Collected data

"""

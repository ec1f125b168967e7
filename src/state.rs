//! Shared state handed to request handlers

use crate::service::CalendarService;

/// Application state cloned into every handler
#[derive(Clone)]
pub struct AppState {
    pub calendar: CalendarService,
}

impl AppState {
    pub fn new(calendar: CalendarService) -> Self {
        Self { calendar }
    }
}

"""

WORK REQUEST: Type out every record above once more, exactly.

THE COMPLETED TASK:
repository ec1f125b168967e7
filename src/state.rs
//! Shared state handed to request handlers

use crate::service::CalendarService;

/// Application state cloned into every handler
#[derive(Clone)]
pub struct AppState {
    pub calendar: CalendarService,
}

impl AppState {
    pub fn new(calendar: CalendarService) -> Self {
        Self { calendar }
    }
}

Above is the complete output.